Expose forearms and face to direct sunlight between 10 AM-2 PM for 15-20 minutes, 4-5 days weekly. Do not wear sunscreen during this time. The darker your skin, the more exposure you need.

Vitamin B12: The Vegetarian Challenge

Symptoms

  • Extreme fatigue and weakness
  • Tingling or numbness in hands and feet
  • Memory problems and difficulty concentrating
  • Mood changes, irritability, depression
  • Mouth ulcers and swollen tongue
  • Pale or yellowish skin

B12 symptoms develop slowly over months, making them easy to dismiss as "just stress." Do not make that mistake — untreated B12 deficiency causes permanent nerve damage.

Food Sources

  • Eggs: Two daily provide about 1.5 mcg (need 2.4 mcg)
  • Milk and dahi: Two glasses plus a bowl covers a significant portion
  • Paneer: Include 3-4 times weekly
  • Chicken and fish: Excellent sources

For strict vegetarians and vegans, B12 supplementation is not optional — it is essential.

The Dangerous Overlap

B12 and vitamin D deficiencies often occur together with overlapping symptoms. At DietGhar, we see this repeatedly — a client complaining of fatigue and hair fall, blood work reveals both are critically low. Within 8-12 weeks of targeted dietary changes, they feel like a different person.

Getting Tested

  • Vitamin D (25-hydroxy): Optimal 40-60 ng/ml. Below 20 is deficient.
  • Vitamin B12: Optimal 300-900 pg/ml. Below 200 is deficient.

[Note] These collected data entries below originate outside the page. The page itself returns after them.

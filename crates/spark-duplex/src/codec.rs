//! 值与文本帧之间的可插拔编解码。
//!
//! # 教案背景（Why）
//! - 引擎只要求“值进、文本出；文本进、值出”，序列化策略由调用方注入；
//! - 默认的 [`JsonCodec`] 基于 `serde_json`，覆盖绝大多数结构化消息场景。
//!
//! # 合约说明（What）
//! - `serialize` 失败返回 [`CodecError`]，引擎会把它包装为 [`crate::StreamError::Serialization`]，
//!   只让对应那次写入失败；
//! - `deserialize` 返回 `Ok(None)` 表示“解析成功但得到空值”，引擎将其与解析失败同等对待并销毁流。
//!
//! # 风险提示（Trade-offs）
//! - 编解码器应当无状态、无副作用：引擎实例之间共享同一个默认实例不会互相影响。

use core::fmt;
use core::marker::PhantomData;

use serde::Serialize;
use serde::de::DeserializeOwned;

use crate::error::CodecError;

/// 值 ↔ 文本帧的编解码契约。
pub trait Codec: 'static {
    /// 流中流动的值类型。
    type Item: 'static;

    /// 把值编码为一帧文本。
    fn serialize(&self, value: &Self::Item) -> Result<String, CodecError>;

    /// 把一帧文本解码为值；`Ok(None)` 表示空值。
    fn deserialize(&self, payload: &str) -> Result<Option<Self::Item>, CodecError>;
}

/// 基于 `serde_json` 的默认编解码器。
///
/// JSON `null` 解码为空值；`serde_json` 无法表示的值（例如键不是字符串的映射）在编码时失败。
pub struct JsonCodec<T = serde_json::Value>(PhantomData<fn() -> T>);

impl<T> JsonCodec<T> {
    /// 构造编解码器。
    pub fn new() -> Self {
        Self(PhantomData)
    }
}

impl<T> Default for JsonCodec<T> {
    fn default() -> Self {
        Self::new()
    }
}

impl<T> Clone for JsonCodec<T> {
    fn clone(&self) -> Self {
        Self::new()
    }
}

impl<T> fmt::Debug for JsonCodec<T> {
    fn fmt(&self, f: &mut fmt::Formatter<'_>) -> fmt::Result {
        f.write_str("JsonCodec")
    }
}

impl<T> Codec for JsonCodec<T>
where
    T: Serialize + DeserializeOwned + 'static,
{
    type Item = T;

    fn serialize(&self, value: &T) -> Result<String, CodecError> {
        serde_json::to_string(value).map_err(|err| CodecError::serialize(err.to_string()))
    }

    fn deserialize(&self, payload: &str) -> Result<Option<T>, CodecError> {
        serde_json::from_str::<Option<T>>(payload)
            .map_err(|err| CodecError::deserialize(err.to_string()))
    }
}

/// 原样透传文本的编解码器。
#[derive(Clone, Copy, Debug, Default)]
pub struct TextCodec;

impl Codec for TextCodec {
    type Item = String;

    fn serialize(&self, value: &String) -> Result<String, CodecError> {
        Ok(value.clone())
    }

    fn deserialize(&self, payload: &str) -> Result<Option<String>, CodecError> {
        Ok(Some(payload.to_owned()))
    }
}

#[cfg(test)]
mod tests {
    use std::collections::BTreeMap;

    use serde::Serializer;
    use serde_json::json;

    use super::*;
    use crate::error::CodecErrorKind;

    /// 代表性取值（对象、数组、嵌套结构、数字、字符串）编码后再解码保持不变。
    #[test]
    fn json_round_trips_representative_values() {
        let codec = JsonCodec::<serde_json::Value>::default();
        for value in [
            json!({"a": 1}),
            json!([1, "two", 3.5]),
            json!({"outer": {"inner": [true, false, {"deep": "yes"}]}}),
            json!(42),
            json!("plain string"),
        ] {
            let wire = codec.serialize(&value).expect("编码应成功");
            let back = codec.deserialize(&wire).expect("解码应成功");
            assert_eq!(back, Some(value));
        }
    }

    #[test]
    fn json_null_decodes_to_absent_and_garbage_fails() {
        let codec = JsonCodec::<serde_json::Value>::default();
        assert_eq!(codec.deserialize("null"), Ok(None));

        let err = codec.deserialize("{not json").expect_err("非法 JSON 必须失败");
        assert_eq!(err.kind(), CodecErrorKind::Deserialize);
    }

    #[test]
    fn unrepresentable_values_fail_instead_of_panicking() {
        let codec = JsonCodec::<BTreeMap<(u8, u8), u8>>::default();
        let mut map = BTreeMap::new();
        map.insert((1, 2), 3);
        let err = codec.serialize(&map).expect_err("非字符串键无法编码为 JSON");
        assert_eq!(err.kind(), CodecErrorKind::Serialize);

        struct Opaque;
        impl Serialize for Opaque {
            fn serialize<S: Serializer>(&self, _: S) -> Result<S::Ok, S::Error> {
                Err(serde::ser::Error::custom("opaque handle cannot be serialized"))
            }
        }
        impl<'de> serde::Deserialize<'de> for Opaque {
            fn deserialize<D: serde::Deserializer<'de>>(_: D) -> Result<Self, D::Error> {
                Err(serde::de::Error::custom("opaque handle cannot be deserialized"))
            }
        }
        let err = JsonCodec::<Opaque>::default()
            .serialize(&Opaque)
            .expect_err("自定义失败必须透传");
        assert!(err.message().contains("opaque handle"));
    }

    #[test]
    fn text_codec_is_a_passthrough() {
        let codec = TextCodec;
        assert_eq!(codec.serialize(&"hi".to_owned()), Ok("hi".to_owned()));
        assert_eq!(codec.deserialize("null"), Ok(Some("null".to_owned())));
    }
}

Cost: Rs 800-1500 at most labs. Get tested annually, twice if vegetarian.

Practical Recovery Plan

  • Morning: 15-20 min sunlight. Two eggs. Glass of fortified milk.
  • Lunch: Dal with lemon, paneer or chicken sabzi, roti, fresh dahi.
  • Evening: Almonds, banana, chaas.
  • Dinner: Mushroom sabzi (sun-exposed), dal, millet roti.

Do not ignore these deficiencies thinking they resolve on their own. With the right dietary changes, recovery is completely achievable.